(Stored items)
-------

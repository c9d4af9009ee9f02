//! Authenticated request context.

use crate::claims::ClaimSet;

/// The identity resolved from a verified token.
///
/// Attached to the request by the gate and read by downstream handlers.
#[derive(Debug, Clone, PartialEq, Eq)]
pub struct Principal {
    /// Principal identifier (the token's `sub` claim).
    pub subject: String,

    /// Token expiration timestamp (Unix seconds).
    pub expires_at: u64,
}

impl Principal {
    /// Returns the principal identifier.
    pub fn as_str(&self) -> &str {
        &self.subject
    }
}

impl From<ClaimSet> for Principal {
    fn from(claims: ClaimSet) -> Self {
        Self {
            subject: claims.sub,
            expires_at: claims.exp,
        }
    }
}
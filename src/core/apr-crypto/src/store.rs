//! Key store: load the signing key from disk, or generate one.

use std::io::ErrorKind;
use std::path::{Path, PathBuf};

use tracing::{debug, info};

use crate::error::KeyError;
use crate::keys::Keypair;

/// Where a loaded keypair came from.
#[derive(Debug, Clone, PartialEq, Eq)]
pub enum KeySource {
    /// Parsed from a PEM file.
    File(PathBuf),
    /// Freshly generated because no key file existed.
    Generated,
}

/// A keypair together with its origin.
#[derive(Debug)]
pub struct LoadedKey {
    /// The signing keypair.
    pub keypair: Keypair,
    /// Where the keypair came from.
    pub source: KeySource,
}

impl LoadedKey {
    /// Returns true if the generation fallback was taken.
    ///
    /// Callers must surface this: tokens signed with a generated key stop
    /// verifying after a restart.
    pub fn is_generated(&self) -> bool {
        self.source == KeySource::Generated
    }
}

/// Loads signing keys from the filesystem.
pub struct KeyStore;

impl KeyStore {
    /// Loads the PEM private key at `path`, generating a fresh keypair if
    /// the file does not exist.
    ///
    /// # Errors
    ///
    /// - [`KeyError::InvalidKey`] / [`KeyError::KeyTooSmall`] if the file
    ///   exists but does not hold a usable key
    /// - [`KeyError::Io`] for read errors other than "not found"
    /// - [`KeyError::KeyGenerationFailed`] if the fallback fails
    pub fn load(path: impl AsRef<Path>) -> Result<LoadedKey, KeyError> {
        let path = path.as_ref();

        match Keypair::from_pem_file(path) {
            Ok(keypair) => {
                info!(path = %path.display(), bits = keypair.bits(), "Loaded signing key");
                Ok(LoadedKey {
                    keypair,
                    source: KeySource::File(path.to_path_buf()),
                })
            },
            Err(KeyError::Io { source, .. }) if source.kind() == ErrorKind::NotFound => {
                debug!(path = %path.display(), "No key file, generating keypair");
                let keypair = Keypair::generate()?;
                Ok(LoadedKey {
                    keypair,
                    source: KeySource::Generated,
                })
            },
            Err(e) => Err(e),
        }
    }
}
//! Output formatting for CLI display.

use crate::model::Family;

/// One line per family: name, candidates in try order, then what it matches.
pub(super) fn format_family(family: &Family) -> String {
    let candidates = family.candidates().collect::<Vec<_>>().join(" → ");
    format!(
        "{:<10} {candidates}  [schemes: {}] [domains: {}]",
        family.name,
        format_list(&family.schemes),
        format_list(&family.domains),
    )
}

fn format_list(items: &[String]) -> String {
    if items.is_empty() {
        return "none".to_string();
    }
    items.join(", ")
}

-------

Aim of the task >> Find the string "Where" in the data. Report each line it appears in.

Task output >>
/// Where a loaded keypair came from.
    /// Where the keypair came from.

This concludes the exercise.